» **Action item**: Give again, unaltered, the lines of the listing below that run from the line having "by both machine models" through the line having "False is an".
******************************
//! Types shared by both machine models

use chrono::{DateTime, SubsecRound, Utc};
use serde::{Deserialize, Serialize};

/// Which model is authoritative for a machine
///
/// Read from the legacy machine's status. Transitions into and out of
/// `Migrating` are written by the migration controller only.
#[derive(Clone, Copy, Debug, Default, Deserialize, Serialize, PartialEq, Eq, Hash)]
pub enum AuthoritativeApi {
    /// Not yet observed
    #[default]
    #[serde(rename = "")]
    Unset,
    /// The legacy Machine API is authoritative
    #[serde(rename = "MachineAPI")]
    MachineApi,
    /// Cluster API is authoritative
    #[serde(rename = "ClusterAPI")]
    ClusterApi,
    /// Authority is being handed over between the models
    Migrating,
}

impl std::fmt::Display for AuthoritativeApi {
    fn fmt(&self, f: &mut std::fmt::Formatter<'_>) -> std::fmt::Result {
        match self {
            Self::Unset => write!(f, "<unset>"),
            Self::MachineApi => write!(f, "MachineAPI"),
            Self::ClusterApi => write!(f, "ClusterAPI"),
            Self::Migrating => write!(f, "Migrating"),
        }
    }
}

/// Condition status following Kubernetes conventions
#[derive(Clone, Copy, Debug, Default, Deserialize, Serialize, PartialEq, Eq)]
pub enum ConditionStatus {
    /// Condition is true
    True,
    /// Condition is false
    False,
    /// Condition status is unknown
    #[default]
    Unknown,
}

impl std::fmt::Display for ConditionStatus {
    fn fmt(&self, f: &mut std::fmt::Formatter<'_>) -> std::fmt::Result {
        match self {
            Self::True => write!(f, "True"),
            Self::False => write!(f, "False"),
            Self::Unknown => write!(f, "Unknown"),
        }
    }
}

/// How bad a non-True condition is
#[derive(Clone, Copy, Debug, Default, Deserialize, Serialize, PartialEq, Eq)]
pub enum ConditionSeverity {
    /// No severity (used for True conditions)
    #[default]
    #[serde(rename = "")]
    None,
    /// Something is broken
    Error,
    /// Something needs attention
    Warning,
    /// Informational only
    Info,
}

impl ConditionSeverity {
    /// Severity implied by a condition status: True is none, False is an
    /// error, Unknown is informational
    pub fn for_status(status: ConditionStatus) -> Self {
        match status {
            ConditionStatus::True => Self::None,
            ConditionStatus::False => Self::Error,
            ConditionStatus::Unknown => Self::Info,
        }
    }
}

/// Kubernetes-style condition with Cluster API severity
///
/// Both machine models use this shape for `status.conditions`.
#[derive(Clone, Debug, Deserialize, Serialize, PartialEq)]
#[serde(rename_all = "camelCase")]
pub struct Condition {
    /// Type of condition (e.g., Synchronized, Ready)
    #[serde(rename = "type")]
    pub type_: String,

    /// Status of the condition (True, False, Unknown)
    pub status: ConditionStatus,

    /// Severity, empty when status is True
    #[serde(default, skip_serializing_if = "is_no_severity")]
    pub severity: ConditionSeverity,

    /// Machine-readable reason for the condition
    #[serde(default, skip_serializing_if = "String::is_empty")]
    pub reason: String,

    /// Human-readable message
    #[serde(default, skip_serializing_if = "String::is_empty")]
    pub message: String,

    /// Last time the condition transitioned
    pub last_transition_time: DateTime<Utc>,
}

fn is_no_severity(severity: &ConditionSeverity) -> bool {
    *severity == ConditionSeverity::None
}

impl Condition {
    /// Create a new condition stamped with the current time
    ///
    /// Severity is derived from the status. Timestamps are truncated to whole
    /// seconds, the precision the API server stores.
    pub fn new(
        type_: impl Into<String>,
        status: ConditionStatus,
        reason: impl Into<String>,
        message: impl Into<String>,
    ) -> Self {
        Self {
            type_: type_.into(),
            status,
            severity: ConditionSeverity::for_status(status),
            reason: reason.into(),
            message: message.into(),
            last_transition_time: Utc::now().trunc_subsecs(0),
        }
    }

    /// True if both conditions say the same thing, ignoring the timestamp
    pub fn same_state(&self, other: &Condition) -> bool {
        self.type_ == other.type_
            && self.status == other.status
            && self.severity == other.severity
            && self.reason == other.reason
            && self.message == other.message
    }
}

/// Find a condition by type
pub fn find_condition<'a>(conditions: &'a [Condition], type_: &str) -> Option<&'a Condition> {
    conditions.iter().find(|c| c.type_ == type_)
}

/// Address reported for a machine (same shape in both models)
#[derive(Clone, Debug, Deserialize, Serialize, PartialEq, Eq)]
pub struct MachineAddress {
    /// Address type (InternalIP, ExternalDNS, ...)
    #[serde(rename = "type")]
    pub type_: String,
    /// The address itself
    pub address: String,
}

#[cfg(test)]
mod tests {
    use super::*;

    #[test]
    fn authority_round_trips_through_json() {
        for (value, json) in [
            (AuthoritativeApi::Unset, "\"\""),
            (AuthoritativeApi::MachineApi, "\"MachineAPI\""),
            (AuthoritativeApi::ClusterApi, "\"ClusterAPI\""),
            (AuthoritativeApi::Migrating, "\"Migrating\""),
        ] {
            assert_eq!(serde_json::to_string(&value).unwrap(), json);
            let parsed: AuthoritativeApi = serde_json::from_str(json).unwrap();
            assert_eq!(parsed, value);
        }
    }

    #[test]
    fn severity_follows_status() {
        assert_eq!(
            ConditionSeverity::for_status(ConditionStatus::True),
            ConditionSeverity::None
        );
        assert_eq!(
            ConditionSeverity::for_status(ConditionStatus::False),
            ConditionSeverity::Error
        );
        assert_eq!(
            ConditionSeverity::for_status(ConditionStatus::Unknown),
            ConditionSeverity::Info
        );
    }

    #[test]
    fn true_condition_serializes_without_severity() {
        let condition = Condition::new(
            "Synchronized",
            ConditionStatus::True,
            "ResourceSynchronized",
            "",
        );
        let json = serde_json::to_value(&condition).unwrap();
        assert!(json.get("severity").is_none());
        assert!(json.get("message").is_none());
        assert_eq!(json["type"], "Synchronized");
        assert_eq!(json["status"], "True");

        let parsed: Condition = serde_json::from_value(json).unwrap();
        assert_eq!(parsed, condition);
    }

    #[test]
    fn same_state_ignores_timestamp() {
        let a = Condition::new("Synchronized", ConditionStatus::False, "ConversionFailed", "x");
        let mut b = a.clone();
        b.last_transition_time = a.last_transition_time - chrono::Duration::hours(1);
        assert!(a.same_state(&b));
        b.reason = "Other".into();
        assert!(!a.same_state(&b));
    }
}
******************************
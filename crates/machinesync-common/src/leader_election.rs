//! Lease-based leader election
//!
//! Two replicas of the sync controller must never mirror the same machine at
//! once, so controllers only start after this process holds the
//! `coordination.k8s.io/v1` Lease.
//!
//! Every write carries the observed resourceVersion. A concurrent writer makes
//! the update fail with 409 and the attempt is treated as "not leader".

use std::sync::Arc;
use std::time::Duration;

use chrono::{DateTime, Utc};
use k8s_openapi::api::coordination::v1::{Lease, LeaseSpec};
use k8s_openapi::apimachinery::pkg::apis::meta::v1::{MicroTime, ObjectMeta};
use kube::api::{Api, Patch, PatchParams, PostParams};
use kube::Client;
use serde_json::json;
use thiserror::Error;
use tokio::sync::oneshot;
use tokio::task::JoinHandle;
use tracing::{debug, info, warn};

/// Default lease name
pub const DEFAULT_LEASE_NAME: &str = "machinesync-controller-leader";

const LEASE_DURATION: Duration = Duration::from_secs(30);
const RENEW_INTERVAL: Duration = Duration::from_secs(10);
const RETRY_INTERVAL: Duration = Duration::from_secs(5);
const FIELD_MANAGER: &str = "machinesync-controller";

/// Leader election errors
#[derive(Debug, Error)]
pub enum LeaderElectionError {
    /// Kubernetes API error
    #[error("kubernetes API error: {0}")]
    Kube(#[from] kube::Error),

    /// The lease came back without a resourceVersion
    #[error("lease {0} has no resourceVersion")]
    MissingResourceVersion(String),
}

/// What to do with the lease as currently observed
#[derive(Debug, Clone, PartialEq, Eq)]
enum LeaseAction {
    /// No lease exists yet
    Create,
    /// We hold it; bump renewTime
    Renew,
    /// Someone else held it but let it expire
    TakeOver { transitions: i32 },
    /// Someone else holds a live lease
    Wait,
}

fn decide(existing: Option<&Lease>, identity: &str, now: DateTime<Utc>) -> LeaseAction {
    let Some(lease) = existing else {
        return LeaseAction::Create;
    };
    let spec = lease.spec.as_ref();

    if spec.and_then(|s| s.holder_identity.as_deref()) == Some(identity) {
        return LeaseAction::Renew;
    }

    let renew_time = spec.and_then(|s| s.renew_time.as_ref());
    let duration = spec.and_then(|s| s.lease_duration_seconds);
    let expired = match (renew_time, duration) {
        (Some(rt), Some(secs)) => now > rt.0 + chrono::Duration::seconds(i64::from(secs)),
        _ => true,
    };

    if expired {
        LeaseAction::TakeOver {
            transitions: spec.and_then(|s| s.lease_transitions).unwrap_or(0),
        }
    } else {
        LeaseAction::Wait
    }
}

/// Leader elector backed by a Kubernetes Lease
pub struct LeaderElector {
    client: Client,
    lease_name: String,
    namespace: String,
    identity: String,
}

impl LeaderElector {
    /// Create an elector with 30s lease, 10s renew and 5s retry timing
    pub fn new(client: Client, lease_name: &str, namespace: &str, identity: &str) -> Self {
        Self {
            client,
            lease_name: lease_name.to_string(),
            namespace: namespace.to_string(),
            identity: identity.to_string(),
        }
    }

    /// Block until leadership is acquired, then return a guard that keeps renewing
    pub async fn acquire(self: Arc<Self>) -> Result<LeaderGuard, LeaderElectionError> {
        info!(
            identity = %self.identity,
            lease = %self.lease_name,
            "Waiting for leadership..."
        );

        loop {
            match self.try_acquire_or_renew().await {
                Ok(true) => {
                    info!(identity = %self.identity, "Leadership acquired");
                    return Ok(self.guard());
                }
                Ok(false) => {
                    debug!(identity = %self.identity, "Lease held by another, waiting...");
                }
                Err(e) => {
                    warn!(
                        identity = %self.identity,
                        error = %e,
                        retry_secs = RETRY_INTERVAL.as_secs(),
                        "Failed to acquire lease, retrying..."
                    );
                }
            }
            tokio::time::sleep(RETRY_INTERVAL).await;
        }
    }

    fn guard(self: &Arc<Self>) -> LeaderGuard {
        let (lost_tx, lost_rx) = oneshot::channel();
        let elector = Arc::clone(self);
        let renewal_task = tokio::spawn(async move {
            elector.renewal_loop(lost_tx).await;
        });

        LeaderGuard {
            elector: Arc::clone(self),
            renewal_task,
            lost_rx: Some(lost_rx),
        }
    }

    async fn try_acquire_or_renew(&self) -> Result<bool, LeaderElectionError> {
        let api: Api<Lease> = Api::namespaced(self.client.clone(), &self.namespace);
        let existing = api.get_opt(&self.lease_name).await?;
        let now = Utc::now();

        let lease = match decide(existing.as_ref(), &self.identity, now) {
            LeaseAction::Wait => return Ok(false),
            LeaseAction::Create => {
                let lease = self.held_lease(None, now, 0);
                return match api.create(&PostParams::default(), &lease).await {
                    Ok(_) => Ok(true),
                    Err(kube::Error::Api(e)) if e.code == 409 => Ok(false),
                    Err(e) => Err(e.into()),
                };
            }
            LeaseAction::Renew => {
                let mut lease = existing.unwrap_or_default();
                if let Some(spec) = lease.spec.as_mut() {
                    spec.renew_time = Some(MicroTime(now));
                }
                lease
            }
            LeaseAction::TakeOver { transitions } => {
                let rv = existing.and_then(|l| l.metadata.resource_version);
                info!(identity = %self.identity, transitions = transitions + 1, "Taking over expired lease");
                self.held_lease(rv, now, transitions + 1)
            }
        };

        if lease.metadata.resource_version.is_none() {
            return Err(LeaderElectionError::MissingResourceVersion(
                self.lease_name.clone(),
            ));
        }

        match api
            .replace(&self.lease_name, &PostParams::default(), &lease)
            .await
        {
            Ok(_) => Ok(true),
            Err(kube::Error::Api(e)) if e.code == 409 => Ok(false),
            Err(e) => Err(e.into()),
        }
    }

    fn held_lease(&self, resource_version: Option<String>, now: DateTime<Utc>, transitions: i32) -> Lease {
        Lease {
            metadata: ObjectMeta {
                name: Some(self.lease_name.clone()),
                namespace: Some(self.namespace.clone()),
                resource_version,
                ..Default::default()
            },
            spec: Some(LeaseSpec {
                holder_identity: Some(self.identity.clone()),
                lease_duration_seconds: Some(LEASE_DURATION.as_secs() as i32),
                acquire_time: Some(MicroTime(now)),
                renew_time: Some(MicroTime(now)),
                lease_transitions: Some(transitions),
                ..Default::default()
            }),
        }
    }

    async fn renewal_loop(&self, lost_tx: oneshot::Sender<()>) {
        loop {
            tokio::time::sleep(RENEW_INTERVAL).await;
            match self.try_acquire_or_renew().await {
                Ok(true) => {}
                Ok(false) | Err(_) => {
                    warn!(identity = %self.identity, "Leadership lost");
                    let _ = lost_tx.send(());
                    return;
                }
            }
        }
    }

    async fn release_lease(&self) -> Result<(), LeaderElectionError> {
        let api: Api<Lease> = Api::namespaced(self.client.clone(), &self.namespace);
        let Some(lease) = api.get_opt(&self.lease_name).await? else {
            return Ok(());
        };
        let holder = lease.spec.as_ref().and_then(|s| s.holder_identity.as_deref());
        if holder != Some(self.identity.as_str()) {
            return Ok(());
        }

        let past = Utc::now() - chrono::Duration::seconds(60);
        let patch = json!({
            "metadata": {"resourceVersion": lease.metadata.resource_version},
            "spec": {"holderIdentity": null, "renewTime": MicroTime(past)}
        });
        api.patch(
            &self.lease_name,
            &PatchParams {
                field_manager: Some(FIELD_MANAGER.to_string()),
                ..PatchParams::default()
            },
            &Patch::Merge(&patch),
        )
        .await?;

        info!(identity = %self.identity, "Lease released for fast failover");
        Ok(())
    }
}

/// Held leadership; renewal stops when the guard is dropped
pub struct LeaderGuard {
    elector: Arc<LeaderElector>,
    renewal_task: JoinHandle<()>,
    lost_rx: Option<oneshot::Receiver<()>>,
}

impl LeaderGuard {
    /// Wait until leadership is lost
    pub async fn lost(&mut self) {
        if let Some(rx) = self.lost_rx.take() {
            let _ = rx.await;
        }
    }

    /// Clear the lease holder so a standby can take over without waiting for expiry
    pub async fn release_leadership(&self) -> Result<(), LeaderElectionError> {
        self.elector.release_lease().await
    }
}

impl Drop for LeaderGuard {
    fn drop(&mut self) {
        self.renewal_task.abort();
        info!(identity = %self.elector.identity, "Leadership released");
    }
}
******************************
» **Solution**:
//! Types shared by both machine models

use chrono::{DateTime, SubsecRound, Utc};
use serde::{Deserialize, Serialize};

/// Which model is authoritative for a machine
///
/// Read from the legacy machine's status. Transitions into and out of
/// `Migrating` are written by the migration controller only.
#[derive(Clone, Copy, Debug, Default, Deserialize, Serialize, PartialEq, Eq, Hash)]
pub enum AuthoritativeApi {
    /// Not yet observed
    #[default]
    #[serde(rename = "")]
    Unset,
    /// The legacy Machine API is authoritative
    #[serde(rename = "MachineAPI")]
    MachineApi,
    /// Cluster API is authoritative
    #[serde(rename = "ClusterAPI")]
    ClusterApi,
    /// Authority is being handed over between the models
    Migrating,
}

impl std::fmt::Display for AuthoritativeApi {
    fn fmt(&self, f: &mut std::fmt::Formatter<'_>) -> std::fmt::Result {
        match self {
            Self::Unset => write!(f, "<unset>"),
            Self::MachineApi => write!(f, "MachineAPI"),
            Self::ClusterApi => write!(f, "ClusterAPI"),
            Self::Migrating => write!(f, "Migrating"),
        }
    }
}

/// Condition status following Kubernetes conventions
#[derive(Clone, Copy, Debug, Default, Deserialize, Serialize, PartialEq, Eq)]
pub enum ConditionStatus {
    /// Condition is true
    True,
    /// Condition is false
    False,
    /// Condition status is unknown
    #[default]
    Unknown,
}

impl std::fmt::Display for ConditionStatus {
    fn fmt(&self, f: &mut std::fmt::Formatter<'_>) -> std::fmt::Result {
        match self {
            Self::True => write!(f, "True"),
            Self::False => write!(f, "False"),
            Self::Unknown => write!(f, "Unknown"),
        }
    }
}

/// How bad a non-True condition is
#[derive(Clone, Copy, Debug, Default, Deserialize, Serialize, PartialEq, Eq)]
pub enum ConditionSeverity {
    /// No severity (used for True conditions)
    #[default]
    #[serde(rename = "")]
    None,
    /// Something is broken
    Error,
    /// Something needs attention
    Warning,
    /// Informational only
    Info,
}

impl ConditionSeverity {
    /// Severity implied by a condition status: True is none, False is an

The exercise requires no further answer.